Senior official of the Palestinian Islamist Hamas group, Izzat El-Reshiq,
accused Israel of "carrying a "heinous crime against innocent
civilians."
Reshiq, who is in exile abroad, urged international human rights
organisations to intervene to show what happened to the men and help
secure their release.
The International Committee of the Red Cross (ICRC) said it was
concerned by the images and that all detainees must be treated with
humanity and dignity in accordance with international humanitarian law.
Iranian Foreign Minister Hossein Amirabdollahian, whose country backs
Hamas, also criticised Israel, accusing it on X of "barbarity in the
treatment of innocent captives and citizens".
Israeli TV on Thursday showed footage, which Reuters has verified, of
what it said were captured Hamas fighters, stripped to their underwear
with heads bowed sitting in a Gaza City street.
"We are talking about individuals who are apprehended in Jabalia and
Shejaia (in Gaza city), Hamas strongholds and centres of gravity,"

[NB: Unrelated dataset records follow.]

use super::sampling::{sample_bucket, DrilldownSampling};
use super::view::{BubblePoint, EntryCard, ViewPayload};
use crate::pipeline::DashboardContext;
use serde::Serialize;

/// Which view the dashboard is showing.
#[derive(Debug, Clone, PartialEq, Eq, Serialize)]
#[serde(tag = "view", content = "category", rename_all = "snake_case")]
pub enum ViewState {
    /// One bubble per category.
    Aggregate,
    /// A sample of the entries of one category.
    Drilldown(String),
}

/// User interactions the dashboard reacts to.
#[derive(Debug, Clone, PartialEq, Eq)]
pub enum Interaction {
    /// A category bubble was chosen; carries the bubble's label.
    SelectCategory(String),
    /// The back control was used.
    Back,
}

/// Knobs for how views are derived.
#[derive(Debug, Clone, Copy, PartialEq, Eq)]
pub struct ViewOptions {
    /// Maximum number of entry cards in a drilldown.
    pub drilldown_limit: usize,
    pub sampling: DrilldownSampling,
}

impl Default for ViewOptions {
    fn default() -> Self {
        Self {
            drilldown_limit: 10,
            sampling: DrilldownSampling::Random,
        }
    }
}

/// The view shown at startup.
pub fn initial_view(ctx: &DashboardContext, options: &ViewOptions) -> (ViewState, ViewPayload) {
    let state = ViewState::Aggregate;
    let payload = render_view(ctx, &state, options);
    (state, payload)
}

/// Apply one interaction to the current view.
///
/// This is the whole controller: no state lives outside the arguments, so
/// any front end (terminal, HTTP, tests) can host it.
///
/// | current       | interaction          | next          |
/// |---------------|----------------------|---------------|
/// | Aggregate     | SelectCategory(known)| Drilldown(C)  |
/// | Aggregate     | SelectCategory(unknown) | Aggregate  |
/// | Aggregate     | Back                 | Aggregate     |
/// | Drilldown(C)  | Back                 | Aggregate     |
/// | Drilldown(C)  | SelectCategory(_)    | Drilldown(C)  |
///
/// The drilldown view offers no categories to select, so a selection there
/// is ignored and the current view is re-derived.
pub fn compute_view(
    ctx: &DashboardContext,
    current: &ViewState,
    interaction: Interaction,
    options: &ViewOptions,
) -> (ViewState, ViewPayload) {
    let next = match (current, interaction) {
        (ViewState::Aggregate, Interaction::SelectCategory(category)) => {
            if ctx.index().get(&category).is_some() {
                ViewState::Drilldown(category)
            } else {
                tracing::warn!(category = %category, "Selected category is not in the index");
                ViewState::Aggregate
            }
        }
        (ViewState::Drilldown(category), Interaction::SelectCategory(selected)) => {
            tracing::debug!(current = %category, selected = %selected, "Ignoring selection inside drilldown");
            ViewState::Drilldown(category.clone())
        }
        (_, Interaction::Back) => ViewState::Aggregate,
    };

    let payload = render_view(ctx, &next, options);
    (next, payload)
}

/// Derive the payload for a view from the context alone.
pub fn render_view(ctx: &DashboardContext, state: &ViewState, options: &ViewOptions) -> ViewPayload {
    match state {
        ViewState::Aggregate => aggregate_payload(ctx),
        ViewState::Drilldown(category) => drilldown_payload(ctx, category, options),
    }
}

fn aggregate_payload(ctx: &DashboardContext) -> ViewPayload {
    let index = ctx.index();
    let points = index
        .iter()
        .map(|(category, bucket)| BubblePoint {
            label: category.to_string(),
            size: bucket.len(),
        })
        .collect();

    ViewPayload {
        title: format!(
            "Games by genre ({} games, {} genres)",
            ctx.entries().len(),
            index.len()
        ),
        points,
        show_back: false,
        cards: Vec::new(),
    }
}

fn drilldown_payload(ctx: &DashboardContext, category: &str, options: &ViewOptions) -> ViewPayload {
    let bucket = ctx.index().get(category).unwrap_or_default();
    let sample = sample_bucket(bucket, options.drilldown_limit, category, options.sampling);

    let cards: Vec<EntryCard> = sample
        .iter()
        .map(|entry| EntryCard {
            id: entry.id(),
            name: entry.name().to_string(),
            image_ref: entry.image_ref().to_string(),
            description: entry.description().to_string(),
            store_url: ctx.store_page_url(entry.id()),
        })
        .collect();

    let points = cards
        .iter()
        .map(|card| BubblePoint {
            label: card.name.clone(),
            size: 1,
        })
        .collect();

    ViewPayload {
        title: format!("{}: {} of {} games", category, cards.len(), bucket.len()),
        points,
        show_back: true,
        cards,
    }
}
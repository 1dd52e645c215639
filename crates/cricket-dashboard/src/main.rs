mod bootstrap;
mod render;

use std::io::Write;

use anyhow::{Context, Result};
use dashboard_core::settings::Settings;
use dashboard_data::reader::Dataset;

fn main() -> Result<()> {
    let settings = Settings::load();

    bootstrap::setup_logging(&settings.log_level)?;

    tracing::info!("Cricket dashboard v{} starting", env!("CARGO_PKG_VERSION"));
    tracing::info!(
        "View: {:?}, format: {:?}, top-n: {}",
        settings.view,
        settings.format,
        settings.top_n
    );

    // Loaded once; every view below reads this same immutable dataset.
    let sources = settings.sources();
    let dataset = Dataset::load(&sources).with_context(|| {
        format!(
            "could not load dashboard tables (matches: {})",
            sources.matches.display()
        )
    })?;

    let output = render::render(&settings, &dataset)?;

    let mut stdout = std::io::stdout().lock();
    stdout.write_all(output.as_bytes())?;
    stdout.flush()?;

    Ok(())
}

Israeli government spokesperson Eylon Levy told a briefing when asked
about the images.
"We are talking about military-age men who were discovered in areas that
civilians were supposed to have evacuated weeks ago."
Israeli's military has been telling civilians to leave areas where it
plans to operate after launching its campaign to eliminate Hamas in Gaza
following the Islamist militant group's Oct. 7 killing spree in Israel.
One photo showed more than 20 male detainees kneeling on the pavement or
in the street, with Israeli soldiers looking on and dozens of shoes and
sandals abandoned in the road. A similar number of detainees, also
semi-naked, were crammed into the back of a truck nearby.
Some Palestinians said they recognised relatives in the images and
denied they had links to Hamas or any other group. Some, they said, were
boys or youths.
Reshiq said the detainees had been captured at a school in Gaza that was
being used as a shelter after weeks of Israeli bombardments that have
displaced many Gazans.
Jordanian Foreign Minister Ayman Al Safadi, speaking at an news
conference ahead of a meeting with U.S. Secretary of State Antony
Blinken, said doctors and journalists were among the men captured and
"humiliated."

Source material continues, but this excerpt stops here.